**REQUIREMENT**
Repeat the lines below exactly as written, please, from the line with "#[cfg(test)]" to the line with "let from = Utc.with_ymd_and_hms(2014, 4, 12, 0, 0, 0).unwrap();", both lines included, and no others.

**GIVEN DATA**

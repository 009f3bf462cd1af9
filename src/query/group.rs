//! Filter group compilation.

use super::field_map::FieldMap;
use super::resolver::resolve;
use crate::models::{FilterGroup, FilterValue};
use crate::{Error, Result};
use std::collections::{BTreeMap, HashMap, HashSet};

/// AND-joined predicate text with `:name` placeholders and their values.
#[derive(Debug, Clone, Default, PartialEq, Eq)]
pub struct CompiledPredicate {
    /// Predicate text; empty when the group contributed nothing.
    pub text: String,
    /// Values keyed by placeholder name.
    pub params: BTreeMap<String, FilterValue>,
}

impl CompiledPredicate {
    /// Returns true if the group produced no predicate.
    #[must_use]
    pub fn is_empty(&self) -> bool {
        self.text.is_empty()
    }
}

/// Compiles one filter group into an AND-joined predicate.
///
/// Placeholders are named `<physical field><index>` where the index counts
/// the filters seen so far on that physical field, starting at 0. A name
/// already taken by another column (`a` + `10` against `a1` + `0`) moves the
/// index on to the next free one. Fields are visited in the group's sorted
/// order, so the output is identical across calls.
///
/// # Errors
///
/// Returns [`Error::InvalidInput`] if a field does not translate to a plain
/// column identifier, and the first resolver error otherwise.
pub fn compile_group(fields: &FieldMap, group: &FilterGroup) -> Result<CompiledPredicate> {
    let mut fragments = Vec::new();
    let mut params = BTreeMap::new();
    let mut occurrences: HashMap<&str, usize> = HashMap::new();
    let mut taken: HashSet<String> = HashSet::new();

    for (logical, filters) in group.iter() {
        if filters.is_empty() {
            continue;
        }
        let physical = fields.physical(logical);
        if !is_column_identifier(physical) {
            return Err(Error::InvalidInput(format!(
                "field '{logical}' does not map to a column identifier"
            )));
        }

        for filter in filters {
            let index = occurrences.entry(physical).or_insert(0);
            let mut placeholder = format!("{physical}{index}");
            while taken.contains(&placeholder) {
                *index += 1;
                placeholder = format!("{physical}{index}");
            }
            *index += 1;
            taken.insert(placeholder.clone());

            let resolved = resolve(physical, &placeholder, filter)?;
            if let Some(value) = resolved.value {
                params.insert(placeholder, value);
            }
            fragments.push(resolved.text);
        }
    }

    Ok(CompiledPredicate {
        text: fragments.join(" and "),
        params,
    })
}

/// Accepts `column` or `table.column` style names built from
/// `[A-Za-z0-9_]`, not starting with a digit.
pub(crate) fn is_column_identifier(name: &str) -> bool {
    !name.is_empty()
        && name.split('.').all(|part| {
            let mut chars = part.chars();
            chars
                .next()
                .is_some_and(|c| c.is_ascii_alphabetic() || c == '_')
                && chars.all(|c| c.is_ascii_alphanumeric() || c == '_')
        })
}

#[cfg(test)]
mod tests {
    use super::*;
    use crate::models::{Comparator, Filter};
    use chrono::{TimeZone, Utc};
    use test_case::test_case;

    fn created_at_map() -> FieldMap {
        FieldMap::from_pairs([("createdat", "created_at")])
    }

    #[test]
    fn test_range_on_one_field_gets_distinct_placeholders() {
        let from = Utc.with_ymd_and_hms(2014, 4, 12, 0, 0, 0).unwrap();
        let to = Utc.with_ymd_and_hms(2019, 1, 1, 0, 0, 0).unwrap();
        let group = FilterGroup::new()
            .with("createdAt", Filter::new(Comparator::GtEq, from))
            .with("createdAt", Filter::new(Comparator::LtEq, to));

        let predicate = compile_group(&created_at_map(), &group).unwrap();

        assert_eq!(
            predicate.text,
            "created_at >= :created_at0 and created_at <= :created_at1"
        );
        assert_eq!(predicate.params["created_at0"], FilterValue::Timestamp(from));
        assert_eq!(predicate.params["created_at1"], FilterValue::Timestamp(to));
    }

    #[test]
    fn test_fields_join_with_and_in_sorted_order() {
        let group = FilterGroup::new()
            .with("petname", Filter::eq("Rex"))
            .with("age", Filter::eq(3));

        let predicate = compile_group(&FieldMap::postings(), &group).unwrap();

        assert_eq!(
            predicate.text,
            "age = :age0 and lower(pets.name) like :pets.name0"
        );
        assert_eq!(predicate.params.len(), 2);
    }

    #[test]
    fn test_null_filter_adds_no_param() {
        let group = FilterGroup::new().with("petmarks", Filter::is_null());
        let predicate = compile_group(&FieldMap::postings(), &group).unwrap();

        assert_eq!(predicate.text, "pets.marks IS NULL");
        assert!(predicate.params.is_empty());
    }

    #[test]
    fn test_aliases_of_one_column_do_not_collide() {
        let group = FilterGroup::new()
            .with("petcolor", Filter::eq("brown"))
            .with("pets.color", Filter::eq("black"));

        let predicate = compile_group(&FieldMap::postings(), &group).unwrap();

        assert_eq!(
            predicate.text,
            "lower(pets.color) like :pets.color0 and lower(pets.color) like :pets.color1"
        );
        assert_eq!(predicate.params.len(), 2);
    }

    #[test]
    fn test_numbered_column_names_do_not_share_placeholders() {
        let mut group = FilterGroup::new();
        for i in 0..11 {
            group = group.with("a", Filter::new(Comparator::Gt, i64::from(i)));
        }
        group = group.with("a1", Filter::eq(999));

        let predicate = compile_group(&FieldMap::new(), &group).unwrap();

        assert_eq!(predicate.params.len(), 12);
        assert_eq!(predicate.params["a10"], FilterValue::Integer(10));
        assert_eq!(predicate.params["a11"], FilterValue::Integer(999));
        assert!(predicate.text.ends_with("a > :a10 and a1 = :a11"));
    }

    #[test]
    fn test_empty_group_is_not_an_error() {
        let predicate = compile_group(&FieldMap::new(), &FilterGroup::new()).unwrap();
        assert!(predicate.is_empty());
        assert!(predicate.params.is_empty());
    }

    #[test]
    fn test_first_error_aborts_group() {
        let group = FilterGroup::new()
            .with("a", Filter::eq("x"))
            .with("b", Filter::one_of(Vec::<i64>::new()));

        let err = compile_group(&FieldMap::new(), &group).unwrap_err();
        assert!(matches!(err, Error::EmptyFilterValue { field } if field == "b"));
    }

    #[test]
    fn test_compilation_is_idempotent() {
        let group = FilterGroup::new()
            .with("location", Filter::eq("Riverside"))
            .with("pettype", Filter::one_of(vec!["Dog", "Cat"]))
            .with("petid", Filter::new(Comparator::Gt, 10));

        let first = compile_group(&FieldMap::sightings(), &group).unwrap();
        let second = compile_group(&FieldMap::sightings(), &group).unwrap();
        assert_eq!(first, second);
    }

    #[test_case("created_at", true; "plain")]
    #[test_case("pets.color", true; "qualified")]
    #[test_case("_x1", true; "underscore")]
    #[test_case("1col", false; "leading digit")]
    #[test_case("name; drop table pets", false; "injection")]
    #[test_case("a..b", false; "empty segment")]
    #[test_case("", false; "empty")]
    fn test_column_identifier(name: &str, expected: bool) {
        assert_eq!(is_column_identifier(name), expected);
    }

    #[test]
    fn test_non_identifier_field_is_rejected() {
        let group = FilterGroup::new().with("1=1 or name", Filter::eq("x"));
        let err = compile_group(&FieldMap::new(), &group).unwrap_err();
        assert!(matches!(err, Error::InvalidInput(_)));
    }
}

**SOLUTION FOR THIS EXERCISE**
#[cfg(test)]
mod tests {
    use super::*;
    use crate::models::{Comparator, Filter};
    use chrono::{TimeZone, Utc};
    use test_case::test_case;

    fn created_at_map() -> FieldMap {
        FieldMap::from_pairs([("createdat", "created_at")])
    }

    #[test]
    fn test_range_on_one_field_gets_distinct_placeholders() {
        let from = Utc.with_ymd_and_hms(2014, 4, 12, 0, 0, 0).unwrap();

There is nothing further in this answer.